Saturday, 11 August 2012

Ladies leave your husbands at home

While I am all for gender equality I think it's time we all took a step back from the
"we are all equal and women can play cricket too" bandwagon and admitted that some things are for men, some things are for women and ne'er the twain shall meet.

Kids know this.  Kids are the masters of knowing what is sensible with regard to mixing the sexes.

I recall a particular method in primary school whereby if you were planning a game that required large numbers of girls and you wanted to round up participants you simply linked arms and marched around the playground chanting this:

"Who wants to play
elaaas-tics?
No boys!"

Simple but effective: straight to the point. It alleviates any potential awkwardness when some enthusiastic Bernard tries to to join.  The same method worked for boys wanting to organise a game of touch footy.

"Who wants to play
Touch foo-tee
No girls!"

It's not sexist or exclusionary, it's just practical.

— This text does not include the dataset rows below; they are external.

//! LocalStorage 适配器
//!
//! 用 `gloo-storage` 实现共享层的 `KeyValueStore`。
//! 其他标签页的写入通过 window 的 `storage` 事件转发给订阅者。

use gloo_storage::{LocalStorage, Storage};
use std::cell::RefCell;
use std::rc::Rc;
use testhub_shared::storage::{KeyValueStore, StorageListener, SubscriptionId};
use wasm_bindgen::JsCast;
use wasm_bindgen::prelude::*;

#[derive(Default)]
struct Listeners {
    entries: Vec<(SubscriptionId, Rc<StorageListener>)>,
    next_id: SubscriptionId,
    /// 全局 `storage` 事件只注册一次
    attached: bool,
}

/// 浏览器 localStorage 句柄，克隆后共享订阅列表
#[derive(Clone, Default)]
pub struct BrowserStorage {
    listeners: Rc<RefCell<Listeners>>,
}

impl BrowserStorage {
    pub fn new() -> Self {
        Self::default()
    }

    fn attach(&self) {
        if self.listeners.borrow().attached {
            return;
        }
        let Some(window) = web_sys::window() else {
            return;
        };

        let listeners = self.listeners.clone();
        let closure = Closure::<dyn Fn(web_sys::StorageEvent)>::new(move |ev: web_sys::StorageEvent| {
            // `clear()` 触发的事件没有 key
            let key = ev.key().unwrap_or_default();
            // 先拷贝回调再调用，回调内部可能再次订阅
            let snapshot: Vec<Rc<StorageListener>> = listeners
                .borrow()
                .entries
                .iter()
                .map(|(_, l)| l.clone())
                .collect();
            for listener in snapshot {
                (*listener)(&key);
            }
        });

        if window
            .add_event_listener_with_callback("storage", closure.as_ref().unchecked_ref())
            .is_ok()
        {
            self.listeners.borrow_mut().attached = true;
        }

        // 泄漏闭包以保持监听器存活
        closure.forget();
    }
}

impl KeyValueStore for BrowserStorage {
    fn get(&self, key: &str) -> Option<String> {
        let raw = LocalStorage::raw();
        raw.get_item(key).ok().flatten()
    }

    fn set(&self, key: &str, value: &str) -> bool {
        LocalStorage::raw().set_item(key, value).is_ok()
    }

    fn remove(&self, key: &str) -> bool {
        LocalStorage::delete(key);
        true
    }

    fn subscribe(&self, listener: StorageListener) -> SubscriptionId {
        self.attach();
        let mut inner = self.listeners.borrow_mut();
        inner.next_id += 1;
        let id = inner.next_id;
        inner.entries.push((id, Rc::new(listener)));
        id
    }

    fn unsubscribe(&self, id: SubscriptionId) {
        self.listeners.borrow_mut().entries.retain(|(i, _)| *i != id);
    }
}
//! 密码哈希
//!
//! Argon2id（默认参数），每个密码独立随机盐，结果为 PHC 字符串。

use crate::error::ApiResult;
use argon2::password_hash::SaltString;
use argon2::password_hash::rand_core::OsRng;
use argon2::{Argon2, PasswordHash, PasswordHasher, PasswordVerifier};

pub fn hash_password(password: &str) -> ApiResult<String> {
    let salt = SaltString::generate(&mut OsRng);
    let hash = Argon2::default().hash_password(password.as_bytes(), &salt)?;
    Ok(hash.to_string())
}

/// 哈希格式无法解析时视为不匹配
pub fn verify_password(password: &str, hash: &str) -> bool {
    let Ok(parsed) = PasswordHash::new(hash) else {
        return false;
    };
    Argon2::default()
        .verify_password(password.as_bytes(), &parsed)
        .is_ok()
}

#[cfg(test)]
mod tests {
    use super::*;

    #[test]
    fn hash_then_verify() {
        let hash = hash_password("admin123").unwrap();
        assert!(hash.starts_with("$argon2"));
        assert!(verify_password("admin123", &hash));
        assert!(!verify_password("admin124", &hash));
    }

    #[test]
    fn salts_differ() {
        assert_ne!(hash_password("same").unwrap(), hash_password("same").unwrap());
    }

    #[test]
    fn garbage_hash_never_matches() {
        assert!(!verify_password("x", "plaintext"));
    }
}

(It should be pointed out however, that the round up method sometimes became the activity itself. By the end of lunchtime the elastics mob had swollen to some 20 girls marching around with arms linked. We had not gotten around to playing our game of elastics yet.  I think we were really enjoying the the safety-in-numbers mob mentality of chanting, 'No boys!' all lunchtime.)

The same rules should apply to clothes shopping.

Ladies, leave your husbands/ boyfriends/ significant others at home. Please, I'm begging you.

There are certain places where a man is just not welcome. The women's wear section of David Jones or Myers is one such place. And don't even get me started on men who loiter in the change rooms with their ladies. Perverts OUT!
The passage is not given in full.